The Climate in Emergency

A weekly blog on science, news, and ideas related to climate change

Cowboys and Indians, Part 3


This is the final post in a three-part series on the Reject and Protect protest again the proposed Keystone XL pipeline in April. The first post described what it was like to be at one of the events of the protest, the second post explained who had staged the protest and why, and this one addresses the media response to this and other Keystone protests.

Part of the reason to stage a protest is always to get media attention for the cause. Rightly or wrongly, perceived public opinion has a big influence on how most of us see the world, and we infer public option largely through the public media. If a tree falls in the forest and doesn’t make the evening news, does anyone care? Maybe not. With that in mind, I was interested to see whether and how the news media covered the Reject and Protest pipeline protest a few weeks ago.

The short answer? Not badly, considering the event was relatively small (perhaps a thousand or so people on Saturday, the day I was there).

The main television news shows did not cover the event, at least not in my neck of the woods, nor did our local newspapers carry the story. It did not make the national headlines. Nevertheless, some impressive organizations, from Fox News to the Huffington Post and Al Jazeera, have at least mentioned the protest. News blogs associated with ABC and NBC covered the story briefly but fairly, and the event also received coverage through various activist sites and more openly editorial TV shows.

Notably missing in all of this is the PBS Newshour, which has not covered any of the Keystone protests this year, and there have been some major ones. Given their reputation for liberal sympathies (which may or may not be deserved),this is surprising.
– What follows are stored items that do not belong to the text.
//! Public-route patterns.
//!
//! `publicRoutes` is either a flat glob list (every method) or an object
//! keyed by HTTP method plus `ALL`. Each set is compiled once into one
//! regex per method bucket.

use std::collections::{BTreeMap, HashMap};
use std::sync::Arc;

use axum::http::Method;
use dashmap::DashMap;
use regex::Regex;
use serde::{Deserialize, Serialize};

use crate::error::{Error, Result};

/// Bucket that applies to every method.
pub const ALL_METHODS: &str = "ALL";

#[derive(Debug, Clone, PartialEq, Eq, Serialize, Deserialize)]
#[serde(untagged)]
pub enum PublicRoutes {
    List(Vec<String>),
    ByMethod(BTreeMap<String, Vec<String>>),
}

impl Default for PublicRoutes {
    fn default() -> Self {
        PublicRoutes::List(Vec::new())
    }
}

impl PublicRoutes {
    pub fn is_empty(&self) -> bool {
        match self {
            PublicRoutes::List(list) => list.is_empty(),
            PublicRoutes::ByMethod(map) => map.values().all(Vec::is_empty),
        }
    }

    fn buckets(&self) -> Vec<(String, &[String])> {
        match self {
            PublicRoutes::List(list) => vec![(ALL_METHODS.to_string(), list.as_slice())],
            PublicRoutes::ByMethod(map) => map
                .iter()
                .map(|(method, list)| (method.to_ascii_uppercase(), list.as_slice()))
                .collect(),
        }
    }
}

/// Compiled form of a [`PublicRoutes`] set, anchored under a base path.
#[derive(Debug, Default)]
pub struct RouteMatcher {
    all: Option<Regex>,
    methods: HashMap<String, Regex>,
}

impl RouteMatcher {
    pub fn empty() -> Self {
        Self::default()
    }

    pub fn compile(routes: &PublicRoutes, base: &str) -> Result<Self> {
        let mut matcher = Self::default();

        for (method, patterns) in routes.buckets() {
            if patterns.is_empty() {
                continue;
            }

            let alternatives: Vec<String> = patterns
                .iter()
                .map(|pattern| glob_to_regex(&join_base(base, pattern)))
                .collect();
            let source = format!("^(?:{})$", alternatives.join("|"));
            let regex = Regex::new(&source).map_err(|e| {
                Error::validation(format!("invalid public route pattern: {}", e))
            })?;

            if method == ALL_METHODS {
                matcher.all = Some(regex);
            } else {
                matcher.methods.insert(method, regex);
            }
        }

        Ok(matcher)
    }

    pub fn is_empty(&self) -> bool {
        self.all.is_none() && self.methods.is_empty()
    }

    /// True when `path` matches under any method.
    pub fn matches_path(&self, path: &str) -> bool {
        self.all.as_ref().is_some_and(|re| re.is_match(path))
            || self.methods.values().any(|re| re.is_match(path))
    }

    pub fn matches(&self, method: &Method, path: &str) -> bool {
        if self.all.as_ref().is_some_and(|re| re.is_match(path)) {
            return true;
        }
        self.methods
            .get(method.as_str())
            .is_some_and(|re| re.is_match(path))
    }
}

/// Compiled matchers keyed by pattern set and base, so each distinct set is
/// compiled once no matter how many requests use it.
#[derive(Default)]
pub struct MatcherCache {
    cache: DashMap<String, Arc<RouteMatcher>>,
}

impl MatcherCache {
    pub fn new() -> Self {
        Self::default()
    }

    pub fn get(&self, routes: &PublicRoutes, base: &str) -> Result<Arc<RouteMatcher>> {
        if routes.is_empty() {
            return Ok(Arc::new(RouteMatcher::empty()));
        }

        let key = format!("{}\n{}", base, serde_json::to_string(routes)?);
        if let Some(matcher) = self.cache.get(&key) {
            return Ok(matcher.clone());
        }

        let matcher = Arc::new(RouteMatcher::compile(routes, base)?);
        self.cache.insert(key, matcher.clone());
        Ok(matcher)
    }

    pub fn len(&self) -> usize {
        self.cache.len()
    }

    pub fn is_empty(&self) -> bool {
        self.cache.is_empty()
    }
}

fn join_base(base: &str, pattern: &str) -> String {
    let base = base.trim_end_matches('/');
    let pattern = pattern.trim();
    if pattern.starts_with('/') {
        format!("{}{}", base, pattern)
    } else {
        format!("{}/{}", base, pattern)
    }
}

/// Translate a glob into a regex body.
///
/// `*` and `?` stay within one path segment, `**` crosses segments, and a
/// trailing `/**` also matches the bare prefix.
pub fn glob_to_regex(glob: &str) -> String {
    let chars: Vec<char> = glob.chars().collect();
    let mut out = String::with_capacity(glob.len() * 2);
    let mut i = 0;

    while i < chars.len() {
        match chars[i] {
            '*' if chars.get(i + 1) == Some(&'*') => {
                if i + 2 == chars.len() && out.ends_with('/') {
                    out.pop();
                    out.push_str("(?:/.*)?");
                } else {
                    out.push_str(".*");
                }
                i += 2;
                continue;
            }
            '*' => out.push_str("[^/]*"),
            '?' => out.push_str("[^/]"),
            c => {
                let mut buf = [0u8; 4];
                out.push_str(&regex::escape(c.encode_utf8(&mut buf)));
            }
        }
        i += 1;
    }

    out
}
Could there be something unethical going on? It’s an important question to ask, but in this case the answer seems to be no.

PBS has indeed been accused of climate-denial sympathies in the past, typically for giving equal time to climate change deniers when they cover climate issues. Part of the problem is that David Koch has served on the boards of two member stations and is a major donor. These stations have given the appearance of pulling or altering programs in deference to the Kock brothers’ interests. The Kochs have made much of their fortune from the oil industry and are major funders of the Heartland Institute, a climate change denial organization. Michael Getler, the PBS Ombudsmen, has responded to these allegations at length, and says that there is no evidence that David Koch was involved in any of the relevant editorial decisions.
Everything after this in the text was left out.